本教程的代码在Python 3.5和PyTorch 0.4上运行。在这个Github repo中可以完整地找到它。

Part 1 : Understanding How YOLO works
Part 2 : Creating the layers of the network architecture
Part 3 (This one): Implementing the forward pass of the network
Part 4 : Objectness score thresholding and Non-maximum suppression
Part 5 : Designing the input and the output pipelines

1.先决条件

本教程的第1和第2部分。
PyTorch的基本知识，包括如何使用nn.Module，nn.Sequential和torch.nn.parameter类创建自定义架构。
在PyTorch中处理图像

2.Defining The Network

如前所述，我们使用nn.Module类在PyTorch中构建自定义架构。让我们为检测器定义一个网络。在darknet.py文件中，添加以下类。

class Darknet(nn.Module):
    def __init__(self, cfgfile):
        super(Darknet, self).__init__()
        self.blocks = parse_cfg(cfgfile)
        self.net_info, self.module_list = create_modules(self.blocks)

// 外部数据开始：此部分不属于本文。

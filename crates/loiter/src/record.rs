//! Record access: the named-field capability and the annotated row wrapper.

use std::collections::{BTreeMap, HashMap};

use crate::error::{QueryError, Result};
use crate::lookup::Lookup;
use crate::value::Value;

/// Capability for named-field lookup.
///
/// The engine never assumes a record shape; anything that can hand out a
/// [`Value`] for a field name can be queried. Implementations ship for the
/// string-keyed map types and for [`Value`] itself (nested maps); implement
/// it for your own structs to query them directly.
///
/// # Example
///
/// ```
/// use loiter::{Number, Record, Value};
///
/// struct Task {
///     name: String,
///     priority: i64,
/// }
///
/// impl Record for Task {
///     fn field(&self, name: &str) -> Option<Value> {
///         match name {
///             "name" => Some(Value::Str(self.name.clone())),
///             "priority" => Some(Value::Number(Number::I64(self.priority))),
///             _ => None,
///         }
///     }
/// }
/// ```
pub trait Record {
    /// Returns the value of a field, or `None` if the record has no such
    /// field.
    fn field(&self, name: &str) -> Option<Value>;
}

impl Record for BTreeMap<String, Value> {
    fn field(&self, name: &str) -> Option<Value> {
        self.get(name).cloned()
    }
}

impl Record for HashMap<String, Value> {
    fn field(&self, name: &str) -> Option<Value> {
        self.get(name).cloned()
    }
}

impl Record for Value {
    /// Maps expose their entries; every other variant has no named fields.
    fn field(&self, name: &str) -> Option<Value> {
        match self {
            Value::Map(map) => map.get(name).cloned(),
            _ => None,
        }
    }
}

/// Resolves a parsed attribute path against a record, walking nested
/// segments through [`Value`]'s own field lookup.
///
/// A missing segment fails with [`QueryError::Resolution`] scoped to the
/// record under evaluation; callers decide nothing — the failure always
/// propagates.
pub(crate) fn resolve<R: Record + ?Sized>(record: &R, lookup: &Lookup) -> Result<Value> {
    let mut current: Option<Value> = None;

    for segment in lookup.segments() {
        let next = match &current {
            None => record.field(segment),
            Some(value) => value.field(segment),
        };
        current = Some(next.ok_or_else(|| QueryError::Resolution {
            path: lookup.to_string(),
            segment: segment.clone(),
        })?);
    }

    current.ok_or_else(|| QueryError::InvalidLookup(lookup.to_string()))
}

/// A record flowing through a pipeline: the base record plus annotations.
///
/// Every original field remains visible unchanged; annotations stack on top
/// and a later annotation may shadow an earlier one or a base field. The
/// base record itself is never modified.
#[derive(Debug, Clone, PartialEq)]
pub struct Row<T> {
    base: T,
    extras: Vec<(String, Value)>,
}

impl<T> Row<T> {
    pub(crate) fn new(base: T) -> Self {
        Row {
            base,
            extras: Vec::new(),
        }
    }

    /// Borrows the underlying record.
    pub fn record(&self) -> &T {
        &self.base
    }

    /// Unwraps the underlying record, dropping annotations.
    pub fn into_inner(self) -> T {
        self.base
    }

    /// Annotations in application order.
    pub fn annotations(&self) -> impl Iterator<Item = (&str, &Value)> + '_ {
        self.extras
            .iter()
            .map(|(name, value)| (name.as_str(), value))
    }

    pub(crate) fn push_annotation(&mut self, name: String, value: Value) {
        self.extras.push((name, value));
    }
}

impl<T: Record> Row<T> {
    /// Resolves a (possibly nested) attribute path, annotations included.
    ///
    /// # Example
    ///
    /// ```
    /// use std::collections::BTreeMap;
    ///
    /// use loiter::{Query, Value};
    ///
    /// let records = vec![BTreeMap::from([("n".to_string(), Value::from(2i64))])];
    /// let rows = Query::new(records).to_vec().unwrap();
    /// assert_eq!(rows[0].value("n").unwrap(), Value::from(2i64));
    /// ```
    pub fn value(&self, path: &str) -> Result<Value> {
        resolve(self, &Lookup::path(path)?)
    }
}

impl<T: Record> Record for Row<T> {
    fn field(&self, name: &str) -> Option<Value> {
        self.extras
            .iter()
            .rev()
            .find(|(n, _)| n.as_str() == name)
            .map(|(_, v)| v.clone())
            .or_else(|| self.base.field(name))
    }
}
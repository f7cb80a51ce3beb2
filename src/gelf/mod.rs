//! GELF-over-TCP delivery to a Graylog aggregator.
//!
//! This module defines `GraylogHook`, which serialises
//! [`LogRecord`](crate::log_record::LogRecord) values into zero-terminated
//! GELF JSON frames and writes them to a single TCP connection. The connection
//! is dialled lazily, discarded on the first write error, and redialled with a
//! fixed delay between attempts. All connection access happens under one
//! mutex, so the hook can be shared freely between threads.

mod builder;
mod config;
mod connection;
mod delivery;
mod hook;
mod serialise;
mod transport;


pub use builder::GraylogHookBuilder;
pub use config::{
    DEFAULT_ATTEMPTS, DEFAULT_CONNECT_TIMEOUT, DEFAULT_MAX_FRAME_SIZE, DEFAULT_RETRY_DELAY,
    DEFAULT_WRITE_TIMEOUT, GraylogHookConfig, RetryPolicy,
};
pub use hook::GraylogHook;
pub use serialise::{FRAME_DELIMITER, GELF_VERSION, encode_frame};
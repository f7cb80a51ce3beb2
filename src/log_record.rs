//! Log record representation consumed by the delivery pipeline.
//!
//! A `LogRecord` captures a single event: the emitting host, its severity,
//! the message, a Unix timestamp in seconds, and arbitrary structured fields.
//! Records are built by the caller and handed to
//! [`GraylogHook::send`](crate::GraylogHook::send) by reference.

use std::collections::BTreeMap;
use std::fmt;

use chrono::{DateTime, Utc};
use serde::Serialize;
use serde_json::Value;

use crate::error::SerializationError;
use crate::level::Level;

#[derive(Clone, Debug, PartialEq)]
pub struct LogRecord {
    /// Identifier of the emitting application instance.
    pub host: String,
    /// Severity of the event.
    pub level: Level,
    /// The log message content.
    pub message: String,
    /// Seconds since the Unix epoch.
    pub timestamp: i64,
    /// Structured key-value pairs attached to the record.
    pub fields: BTreeMap<String, Value>,
}

impl LogRecord {
    /// Construct a record stamped with the current time.
    pub fn new(host: &str, level: Level, message: &str) -> Self {
        Self {
            host: host.to_owned(),
            level,
            message: message.to_owned(),
            timestamp: Utc::now().timestamp(),
            fields: BTreeMap::new(),
        }
    }

    /// Override the timestamp with explicit Unix seconds.
    pub fn with_timestamp(mut self, timestamp: i64) -> Self {
        self.timestamp = timestamp;
        self
    }

    /// Override the timestamp from a UTC date-time.
    pub fn with_datetime(mut self, at: DateTime<Utc>) -> Self {
        self.timestamp = at.timestamp();
        self
    }

    /// Attach a field, converting `value` to JSON.
    ///
    /// Fails when `value` has no JSON representation, for example a map keyed
    /// by tuples.
    pub fn with_field<T: Serialize + ?Sized>(
        mut self,
        key: impl Into<String>,
        value: &T,
    ) -> Result<Self, SerializationError> {
        let value = serde_json::to_value(value)?;
        self.fields.insert(key.into(), value);
        Ok(self)
    }

    /// Attach an already-built JSON value. Re-using a key replaces the
    /// previous value.
    pub fn insert_value(&mut self, key: impl Into<String>, value: impl Into<Value>) {
        self.fields.insert(key.into(), value.into());
    }
}

impl fmt::Display for LogRecord {
    fn fmt(&self, f: &mut fmt::Formatter<'_>) -> fmt::Result {
        write!(f, "{} [{}] {}", self.host, self.level, self.message)
    }
}
//! Encode-and-write loop shared by every caller of the hook.

use std::{sync::Arc, thread};

use parking_lot::Mutex;

use crate::{
    diagnostics::{Diagnostic, DiagnosticSink},
    error::{DeliveryError, DeliveryFailure, SendError},
    log_record::LogRecord,
};

use super::{connection::ConnectionManager, serialise::encode_frame};

/// Serialises records and pushes them through the connection manager.
///
/// The manager sits behind a single mutex held for the whole connect and
/// write cycle, so concurrent senders are delivered in lock-acquisition order
/// and their frames never interleave on the wire.
pub struct DeliveryPipeline {
    manager: Mutex<ConnectionManager>,
    max_frame_size: usize,
    diagnostics: Arc<dyn DiagnosticSink>,
}

impl DeliveryPipeline {
    pub fn new(
        manager: ConnectionManager,
        max_frame_size: usize,
        diagnostics: Arc<dyn DiagnosticSink>,
    ) -> Self {
        Self {
            manager: Mutex::new(manager),
            max_frame_size,
            diagnostics,
        }
    }

    /// Encode `record` and deliver it, retrying on connection failure.
    ///
    /// Encoding errors are returned without touching the network.
    pub fn send(&self, record: &LogRecord) -> Result<(), SendError> {
        let frame = encode_frame(record, self.max_frame_size)?;
        let mut manager = self.manager.lock();
        self.deliver(&mut manager, &frame)?;
        Ok(())
    }

    fn deliver(&self, manager: &mut ConnectionManager, frame: &[u8]) -> Result<(), DeliveryError> {
        let retry = manager.retry();
        let attempts = retry.attempts.max(1);
        let mut last_err = None;
        for attempt in 1..=attempts {
            if attempt > 1 {
                thread::sleep(retry.delay);
            }
            // The manager already spent its own dial budget; dialling again
            // from here would only repeat it.
            if let Err(err) = manager.ensure_connected() {
                return Err(DeliveryError {
                    attempts: attempt,
                    cause: DeliveryFailure::Connect(err),
                });
            }
            match manager.write(frame) {
                Ok(()) => return Ok(()),
                Err(err) => {
                    self.diagnostics.emit(&Diagnostic::WriteFailed {
                        address: manager.address(),
                        attempt,
                        error: &err,
                    });
                    last_err = Some(err);
                }
            }
        }
        let cause = match last_err {
            Some(err) => DeliveryFailure::Write(err),
            None => DeliveryFailure::Write(std::io::Error::other("no write attempted")),
        };
        Err(DeliveryError { attempts, cause })
    }

    pub fn is_connected(&self) -> bool {
        self.manager.lock().is_connected()
    }

    pub fn disconnect(&self) {
        self.manager.lock().discard();
    }
}
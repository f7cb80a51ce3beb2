//! Ownership and lifecycle of the single aggregator connection.

use std::{io, net::TcpStream, sync::Arc, thread, time::Duration};

use crate::{
    diagnostics::{Diagnostic, DiagnosticSink},
    error::ConnectionError,
};

use super::{
    config::RetryPolicy,
    transport::{connect_tcp, peer_closed, write_frame},
};

/// Holds at most one live TCP stream to the aggregator.
///
/// `conn` is either `None` or a stream that was dialled successfully and has
/// not failed since. Any write error clears it before returning.
pub struct ConnectionManager {
    address: String,
    retry: RetryPolicy,
    connect_timeout: Duration,
    write_timeout: Duration,
    diagnostics: Arc<dyn DiagnosticSink>,
    conn: Option<TcpStream>,
}

impl ConnectionManager {
    pub fn new(
        address: String,
        retry: RetryPolicy,
        connect_timeout: Duration,
        write_timeout: Duration,
        diagnostics: Arc<dyn DiagnosticSink>,
    ) -> Self {
        Self {
            address,
            retry,
            connect_timeout,
            write_timeout,
            diagnostics,
            conn: None,
        }
    }

    pub fn address(&self) -> &str {
        &self.address
    }

    pub fn retry(&self) -> RetryPolicy {
        self.retry
    }

    pub fn is_connected(&self) -> bool {
        self.conn.is_some()
    }

    /// Return the held connection, dialling up to `retry.attempts` times when
    /// none is held.
    pub fn ensure_connected(&mut self) -> Result<&mut TcpStream, ConnectionError> {
        if self.conn.as_ref().is_some_and(peer_closed) {
            self.diagnostics.emit(&Diagnostic::StaleConnection {
                address: &self.address,
            });
            self.discard();
        }

        let stream = match self.conn.take() {
            Some(stream) => stream,
            None => self.dial()?,
        };
        Ok(self.conn.insert(stream))
    }

    fn dial(&self) -> Result<TcpStream, ConnectionError> {
        let attempts = self.retry.attempts.max(1);
        let mut last_err = None;
        for attempt in 1..=attempts {
            if attempt > 1 {
                thread::sleep(self.retry.delay);
            }
            match connect_tcp(&self.address, self.connect_timeout) {
                Ok(stream) => {
                    self.diagnostics.emit(&Diagnostic::Connected {
                        address: &self.address,
                        attempt,
                    });
                    return Ok(stream);
                }
                Err(err) => {
                    self.diagnostics.emit(&Diagnostic::DialFailed {
                        address: &self.address,
                        attempt,
                        error: &err,
                    });
                    last_err = Some(err);
                }
            }
        }
        Err(ConnectionError {
            address: self.address.clone(),
            attempts,
            source: last_err
                .unwrap_or_else(|| io::Error::new(io::ErrorKind::NotConnected, "no dial attempted")),
        })
    }

    /// Write `frame` to the held connection, discarding it on failure.
    pub fn write(&mut self, frame: &[u8]) -> io::Result<()> {
        let write_timeout = self.write_timeout;
        let Some(stream) = self.conn.as_mut() else {
            return Err(io::Error::new(
                io::ErrorKind::NotConnected,
                "no connection held",
            ));
        };
        let result = write_frame(stream, frame, write_timeout);
        if result.is_err() {
            self.discard();
        }
        result
    }

    /// Close and forget the held connection, if any.
    pub fn discard(&mut self) {
        if let Some(stream) = self.conn.take() {
            let _ = stream.shutdown(std::net::Shutdown::Both);
        }
    }
}

impl Drop for ConnectionManager {
    fn drop(&mut self) {
        self.discard();
    }
}
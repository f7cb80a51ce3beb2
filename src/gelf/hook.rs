//! Public hook type exported by the crate.

use std::sync::Arc;

use parking_lot::RwLock;

use crate::{
    diagnostics::DiagnosticSink,
    error::{ConfigError, SendError},
    level::Level,
    log_record::LogRecord,
};

use super::{
    config::GraylogHookConfig, connection::ConnectionManager, delivery::DeliveryPipeline,
};

/// Ships [`LogRecord`]s to a Graylog aggregator as GELF over TCP.
///
/// `GraylogHook` is `Send + Sync`; share it behind an `Arc` to log from many
/// threads.
pub struct GraylogHook {
    host: String,
    address: String,
    threshold: RwLock<Level>,
    pipeline: DeliveryPipeline,
    diagnostics: Arc<dyn DiagnosticSink>,
}

impl GraylogHook {
    /// Construct a hook targeting `address` with default configuration.
    pub fn new(address: impl Into<String>, host: impl Into<String>) -> Result<Self, ConfigError> {
        Self::with_config(GraylogHookConfig::new(address, host))
    }

    /// Construct the hook from a configuration object.
    ///
    /// Fails when the configuration is unusable, for example a zero write
    /// timeout. No connection is opened until the first [`send`](Self::send).
    pub fn with_config(config: GraylogHookConfig) -> Result<Self, ConfigError> {
        config.validate()?;
        let manager = ConnectionManager::new(
            config.address.clone(),
            config.retry,
            config.connect_timeout,
            config.write_timeout,
            Arc::clone(&config.diagnostics),
        );
        let pipeline = DeliveryPipeline::new(
            manager,
            config.max_frame_size,
            Arc::clone(&config.diagnostics),
        );
        Ok(Self {
            host: config.host,
            address: config.address,
            threshold: RwLock::new(config.level),
            pipeline,
            diagnostics: config.diagnostics,
        })
    }

    /// Value written to the GELF `host` field of records built by
    /// [`record`](Self::record).
    pub fn host(&self) -> &str {
        &self.host
    }

    pub fn address(&self) -> &str {
        &self.address
    }

    /// Current minimum severity.
    pub fn level(&self) -> Level {
        *self.threshold.read()
    }

    /// Set the minimum severity by name, ignoring case.
    ///
    /// An unknown name leaves the current threshold in place.
    pub fn set_level(&self, name: &str) -> Result<(), ConfigError> {
        let level = name.parse::<Level>()?;
        *self.threshold.write() = level;
        Ok(())
    }

    /// Levels this hook accepts, most severe first.
    pub fn enabled_levels(&self) -> Vec<Level> {
        Level::at_or_above(self.level())
    }

    pub fn is_enabled(&self, level: Level) -> bool {
        level >= self.level()
    }

    /// Build a record stamped with this hook's host identifier.
    pub fn record(&self, level: Level, message: &str) -> LogRecord {
        LogRecord::new(&self.host, level, message)
    }

    /// Encode `record` as a GELF frame and write it to the aggregator.
    ///
    /// Blocks until the frame is written or every attempt has failed. The
    /// record is sent regardless of the configured threshold; level filtering
    /// is the caller's job.
    pub fn send(&self, record: &LogRecord) -> Result<(), SendError> {
        self.pipeline.send(record)
    }

    /// Whether a connection is currently held.
    pub fn is_connected(&self) -> bool {
        self.pipeline.is_connected()
    }

    /// Close the held connection. The next send redials.
    pub fn disconnect(&self) {
        self.pipeline.disconnect();
    }

    pub fn diagnostics(&self) -> &dyn DiagnosticSink {
        self.diagnostics.as_ref()
    }
}

impl std::fmt::Debug for GraylogHook {
    fn fmt(&self, f: &mut std::fmt::Formatter<'_>) -> std::fmt::Result {
        f.debug_struct("GraylogHook")
            .field("host", &self.host)
            .field("address", &self.address)
            .field("level", &self.level())
            .finish()
    }
}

在这里，我们将nn.Module类作为父类，添加名为Darknet的类作为其子类。我们使用如下成员初始化网络，blocks、net_info、module_list。

3.Implementing the forward pass of the network

网络的前向传递是通过重写nn.Module类的forward方法来实现的。

前向传递有两个目的。首先，计算输出值，其次，以易于处理的方式转换输出检测特征图(例如对其进行转换，以便可以连接多个比例的检测图，否则由于其具备的不同尺寸会导致无法进行处理)。

   def forward(self, x, CUDA):
        modules = self.blocks[1:]
        outputs = {}   #We cache the outputs for the route layer

forward接受三个参数，self，输入x和CUDA，如果为true，则将使用GPU加速前向传递。

在这里，我们迭代self.blocks [1：]而不是self.blocks，因为self.blocks的第一个元素是一个net块，它不是正向传递的一部分。

由于路径和短跳层需要先前图层的输出，我们将每层的输出特征图缓存在dict中。键值对分别是每层的索引和特征图。

与create_modules函数一样，我们现在遍历包含网络模块的module_list。这里要注意的是，模块的添加顺序与配置文件中的添加顺序相同。这意味着，我们可以简单地通过每个模块运行输入以获取输出。

        write = 0     #This is explained a bit later
        for i, module in enumerate(modules):        
            module_type = (module["type"])

4.Convolutional and Upsample Layers

如果模块是卷积模块或上采样模块，这就是前向传递的工作方式：

           if module_type == "convolutional" or module_type == "upsample":
               x = self.module_list[i](x)

5.Route Layer / Shortcut Layer

如果查看路径层的代码，则必须考虑两种情况（如第2部分所述）。对于连接两个特征图的情况，我们使用torch.cat函数，第二个参数为1。这是因为我们要沿着深度将特征图串联。(在PyTorch中，卷积层的输入和输出的格式为'B x C x H x W'。深度对应于channel的大小)。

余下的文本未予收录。